[Records from a data collection]
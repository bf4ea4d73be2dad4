// SPDX-License-Identifier: AGPL-3.0-or-later
// Copyright (C) 2025 Blackman Artificial Intelligence Technologies Inc.

//! CLI argument definitions using Clap
//!
//! The positional arguments follow the order of the original `sscmhist`
//! tool so existing scripts keep working.

use clap::Parser;
use std::convert::Infallible;
use std::path::PathBuf;

use crate::app::HistoryRequest;
use crate::history::{OutputFormat, VersionFilter};
use crate::scm::sscm::DEFAULT_SSCM_PROGRAM;
use crate::scm::{BranchContext, ConnectParams, Credentials, SscmCommandClient};

/// sscmhist - print the history of a file stored on a Surround SCM server
#[derive(Parser)]
#[command(name = "sscmhist")]
#[command(version, about = "Print the history of a file stored on a Surround SCM server")]
pub struct Cli {
    /// Verbosity level (-v, -vv)
    #[arg(short, long, action = clap::ArgAction::Count)]
    pub verbose: u8,

    /// Output format
    #[arg(long, value_enum, default_value = "text")]
    pub format: OutputFormat,

    /// Path to the sscm command-line client
    #[arg(long, value_name = "PATH", default_value = DEFAULT_SSCM_PROGRAM)]
    pub sscm: PathBuf,

    /// Use the login saved with `sscm setclient` instead of passing the
    /// username and password to sscm
    #[arg(long)]
    pub stored_login: bool,

    /// Server host name
    pub host: String,

    /// Server port
    pub port: u16,

    /// Username to log in with
    pub username: String,

    /// Password to log in with. It is passed to sscm as `-y<user>:<password>`
    /// and shows up in the process list; see --stored-login
    pub password: String,

    /// Mainline branch name
    pub mainline: String,

    /// Branch to query
    pub branch: String,

    /// Repository path containing the file
    pub repository: String,

    /// File name within the repository
    pub file: String,

    /// Only print this version (missing, 0 or non-numeric prints all versions)
    #[arg(id = "version_filter", value_name = "VERSION", allow_hyphen_values = true, value_parser = parse_version_filter)]
    pub version: Option<VersionFilter>,
}

fn parse_version_filter(raw: &str) -> Result<VersionFilter, Infallible> {
    Ok(VersionFilter::parse_lenient(raw))
}

impl Cli {
    /// The version filter, defaulting to all versions.
    pub fn version_filter(&self) -> VersionFilter {
        self.version.unwrap_or_default()
    }

    /// The `sscm` client these options describe.
    pub fn client(&self) -> SscmCommandClient {
        let client = SscmCommandClient::new(self.sscm.clone());
        if self.stored_login {
            client.with_stored_login()
        } else {
            client
        }
    }

    /// Build the history request; the password moves into the request.
    pub fn into_request(self) -> HistoryRequest {
        let version = self.version_filter();
        HistoryRequest {
            connect: ConnectParams {
                host: self.host,
                port: self.port,
                credentials: Credentials::new(self.username, self.password),
                context: BranchContext::new(self.mainline, self.branch),
            },
            repo_path: self.repository,
            file_path: self.file,
            version,
            format: self.format,
        }
    }
}
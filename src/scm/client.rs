// SPDX-License-Identifier: AGPL-3.0-or-later
// Copyright (C) 2025 Blackman Artificial Intelligence Technologies Inc.

//! The client contract for talking to a Surround SCM server.

use crate::error::Result;
use crate::scm::types::{ConnectParams, HistoryItem, HistoryQuery};

/// A blocking client for one SCM server connection.
///
/// Implementations hold at most one live connection. Callers should go
/// through [`crate::scm::Session`] rather than calling these directly so
/// that `disconnect` is guaranteed to run.
#[cfg_attr(test, mockall::automock)]
pub trait ScmClient {
    /// Connect and authenticate. Failures are `HistError::Connect`.
    ///
    /// The credentials are consumed; implementations must not expose them
    /// afterwards.
    fn connect(&mut self, params: ConnectParams) -> Result<()>;

    /// Every recorded action against `file_path` in `repo_path`, in server
    /// order. Failures are `HistError::Query`.
    fn file_history(
        &mut self,
        repo_path: &str,
        file_path: &str,
        query: &HistoryQuery,
    ) -> Result<Vec<HistoryItem>>;

    /// Release the connection. Must be a no-op when `connect` never
    /// succeeded and when called more than once.
    fn disconnect(&mut self);
}
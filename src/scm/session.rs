// SPDX-License-Identifier: AGPL-3.0-or-later
// Copyright (C) 2025 Blackman Artificial Intelligence Technologies Inc.

//! Scoped SCM session.
//!
//! A [`Session`] borrows the client for its whole lifetime and disconnects
//! it when dropped, whether or not the connection was ever established.

use tracing::{debug, warn};

use crate::error::{HistError, Result};
use crate::scm::client::ScmClient;
use crate::scm::types::{ConnectParams, HistoryItem, HistoryQuery};

#[derive(Debug, Clone, Copy, PartialEq, Eq)]
pub enum SessionState {
    /// Not connected yet (or the connect attempt failed)
    Init,
    Connected,
    Closed,
}

/// One connection to the SCM server, closed exactly once.
pub struct Session<'c, C: ScmClient + ?Sized> {
    client: &'c mut C,
    state: SessionState,
}

impl<'c, C: ScmClient + ?Sized> Session<'c, C> {
    /// Wrap `client` in an unconnected session.
    pub fn new(client: &'c mut C) -> Self {
        Self {
            client,
            state: SessionState::Init,
        }
    }

    /// Connect and authenticate against the server.
    pub fn open(&mut self, params: ConnectParams) -> Result<()> {
        if self.state != SessionState::Init {
            return Err(HistError::Connect(format!(
                "session is already {:?}",
                self.state
            )));
        }

        debug!(
            target: "sscmhist.session",
            host = %params.host,
            port = params.port,
            user = params.credentials.username(),
            mainline = params.context.mainline(),
            branch = params.context.branch(),
            "connecting"
        );

        match self.client.connect(params) {
            Ok(()) => {
                self.state = SessionState::Connected;
                Ok(())
            }
            Err(err) => {
                warn!(target: "sscmhist.session", error = %err, "connect failed");
                Err(err)
            }
        }
    }

    /// Run the history query for one file.
    pub fn fetch_history(&mut self, repo_path: &str, file_path: &str) -> Result<Vec<HistoryItem>> {
        if self.state != SessionState::Connected {
            return Err(HistError::Query("session is not connected".to_string()));
        }

        debug!(target: "sscmhist.session", repo_path, file_path, "querying file history");
        let items = self
            .client
            .file_history(repo_path, file_path, &HistoryQuery::ALL_ACTIONS)
            .inspect_err(
                |err| warn!(target: "sscmhist.session", error = %err, "history query failed"),
            )?;
        debug!(target: "sscmhist.session", count = items.len(), "history received");
        Ok(items)
    }

    pub fn state(&self) -> SessionState {
        self.state
    }

    /// Disconnect now instead of at drop. Later calls do nothing.
    pub fn close(&mut self) {
        if self.state == SessionState::Closed {
            return;
        }
        debug!(target: "sscmhist.session", state = ?self.state, "disconnecting");
        self.client.disconnect();
        self.state = SessionState::Closed;
    }
}

impl<C: ScmClient + ?Sized> Drop for Session<'_, C> {
    fn drop(&mut self) {
        self.close();
    }
}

**Work task:** Each record should be repeated in full, exactly as it is written.

**The answer:**
repository bf4ea4d73be2dad4
// SPDX-License-Identifier: AGPL-3.0-or-later
// Copyright (C) 2025 Blackman Artificial Intelligence Technologies Inc.

//! CLI argument definitions using Clap
//!
//! The positional arguments follow the order of the original `sscmhist`
//! tool so existing scripts keep working.

use clap::Parser;
use std::convert::Infallible;
use std::path::PathBuf;

use crate::app::HistoryRequest;
use crate::history::{OutputFormat, VersionFilter};
use crate::scm::sscm::DEFAULT_SSCM_PROGRAM;
use crate::scm::{BranchContext, ConnectParams, Credentials, SscmCommandClient};

/// sscmhist - print the history of a file stored on a Surround SCM server
#[derive(Parser)]
#[command(name = "sscmhist")]
#[command(version, about = "Print the history of a file stored on a Surround SCM server")]
pub struct Cli {
    /// Verbosity level (-v, -vv)
    #[arg(short, long, action = clap::ArgAction::Count)]
    pub verbose: u8,

    /// Output format
    #[arg(long, value_enum, default_value = "text")]
    pub format: OutputFormat,

    /// Path to the sscm command-line client
    #[arg(long, value_name = "PATH", default_value = DEFAULT_SSCM_PROGRAM)]
    pub sscm: PathBuf,

    /// Use the login saved with `sscm setclient` instead of passing the
    /// username and password to sscm
    #[arg(long)]
    pub stored_login: bool,

    /// Server host name
    pub host: String,

    /// Server port
    pub port: u16,

    /// Username to log in with
    pub username: String,

    /// Password to log in with. It is passed to sscm as `-y<user>:<password>`
    /// and shows up in the process list; see --stored-login
    pub password: String,

    /// Mainline branch name
    pub mainline: String,

    /// Branch to query
    pub branch: String,

    /// Repository path containing the file
    pub repository: String,

    /// File name within the repository
    pub file: String,

    /// Only print this version (missing, 0 or non-numeric prints all versions)
    #[arg(id = "version_filter", value_name = "VERSION", allow_hyphen_values = true, value_parser = parse_version_filter)]
    pub version: Option<VersionFilter>,
}

fn parse_version_filter(raw: &str) -> Result<VersionFilter, Infallible> {
    Ok(VersionFilter::parse_lenient(raw))
}

impl Cli {
    /// The version filter, defaulting to all versions.
    pub fn version_filter(&self) -> VersionFilter {
        self.version.unwrap_or_default()
    }

    /// The `sscm` client these options describe.
    pub fn client(&self) -> SscmCommandClient {
        let client = SscmCommandClient::new(self.sscm.clone());
        if self.stored_login {
            client.with_stored_login()
        } else {
            client
        }
    }

    /// Build the history request; the password moves into the request.
    pub fn into_request(self) -> HistoryRequest {
        let version = self.version_filter();
        HistoryRequest {
            connect: ConnectParams {
                host: self.host,
                port: self.port,
                credentials: Credentials::new(self.username, self.password),
                context: BranchContext::new(self.mainline, self.branch),
            },
            repo_path: self.repository,
            file_path: self.file,
            version,
            format: self.format,
        }
    }
}
filename src/scm/client.rs
// SPDX-License-Identifier: AGPL-3.0-or-later
// Copyright (C) 2025 Blackman Artificial Intelligence Technologies Inc.

//! The client contract for talking to a Surround SCM server.

use crate::error::Result;
use crate::scm::types::{ConnectParams, HistoryItem, HistoryQuery};

/// A blocking client for one SCM server connection.
///
/// Implementations hold at most one live connection. Callers should go
/// through [`crate::scm::Session`] rather than calling these directly so
/// that `disconnect` is guaranteed to run.
#[cfg_attr(test, mockall::automock)]
pub trait ScmClient {
    /// Connect and authenticate. Failures are `HistError::Connect`.
    ///
    /// The credentials are consumed; implementations must not expose them
    /// afterwards.
    fn connect(&mut self, params: ConnectParams) -> Result<()>;

    /// Every recorded action against `file_path` in `repo_path`, in server
    /// order. Failures are `HistError::Query`.
    fn file_history(
        &mut self,
        repo_path: &str,
        file_path: &str,
        query: &HistoryQuery,
    ) -> Result<Vec<HistoryItem>>;

    /// Release the connection. Must be a no-op when `connect` never
    /// succeeded and when called more than once.
    fn disconnect(&mut self);
}
filename src/scm/session.rs
// SPDX-License-Identifier: AGPL-3.0-or-later
// Copyright (C) 2025 Blackman Artificial Intelligence Technologies Inc.

//! Scoped SCM session.
//!
//! A [`Session`] borrows the client for its whole lifetime and disconnects
//! it when dropped, whether or not the connection was ever established.

use tracing::{debug, warn};

use crate::error::{HistError, Result};
use crate::scm::client::ScmClient;
use crate::scm::types::{ConnectParams, HistoryItem, HistoryQuery};

#[derive(Debug, Clone, Copy, PartialEq, Eq)]
pub enum SessionState {
    /// Not connected yet (or the connect attempt failed)
    Init,
    Connected,
    Closed,
}

/// One connection to the SCM server, closed exactly once.
pub struct Session<'c, C: ScmClient + ?Sized> {
    client: &'c mut C,
    state: SessionState,
}

impl<'c, C: ScmClient + ?Sized> Session<'c, C> {
    /// Wrap `client` in an unconnected session.
    pub fn new(client: &'c mut C) -> Self {
        Self {
            client,
            state: SessionState::Init,
        }
    }

    /// Connect and authenticate against the server.
    pub fn open(&mut self, params: ConnectParams) -> Result<()> {
        if self.state != SessionState::Init {
            return Err(HistError::Connect(format!(
                "session is already {:?}",
                self.state
            )));
        }

        debug!(
            target: "sscmhist.session",
            host = %params.host,
            port = params.port,
            user = params.credentials.username(),
            mainline = params.context.mainline(),
            branch = params.context.branch(),
            "connecting"
        );

        match self.client.connect(params) {
            Ok(()) => {
                self.state = SessionState::Connected;
                Ok(())
            }
            Err(err) => {
                warn!(target: "sscmhist.session", error = %err, "connect failed");
                Err(err)
            }
        }
    }

    /// Run the history query for one file.
    pub fn fetch_history(&mut self, repo_path: &str, file_path: &str) -> Result<Vec<HistoryItem>> {
        if self.state != SessionState::Connected {
            return Err(HistError::Query("session is not connected".to_string()));
        }

        debug!(target: "sscmhist.session", repo_path, file_path, "querying file history");
        let items = self
            .client
            .file_history(repo_path, file_path, &HistoryQuery::ALL_ACTIONS)
            .inspect_err(
                |err| warn!(target: "sscmhist.session", error = %err, "history query failed"),
            )?;
        debug!(target: "sscmhist.session", count = items.len(), "history received");
        Ok(items)
    }

    pub fn state(&self) -> SessionState {
        self.state
    }

    /// Disconnect now instead of at drop. Later calls do nothing.
    pub fn close(&mut self) {
        if self.state == SessionState::Closed {
            return;
        }
        debug!(target: "sscmhist.session", state = ?self.state, "disconnecting");
        self.client.disconnect();
        self.state = SessionState::Closed;
    }
}

impl<C: ScmClient + ?Sized> Drop for Session<'_, C> {
    fn drop(&mut self) {
        self.close();
    }
}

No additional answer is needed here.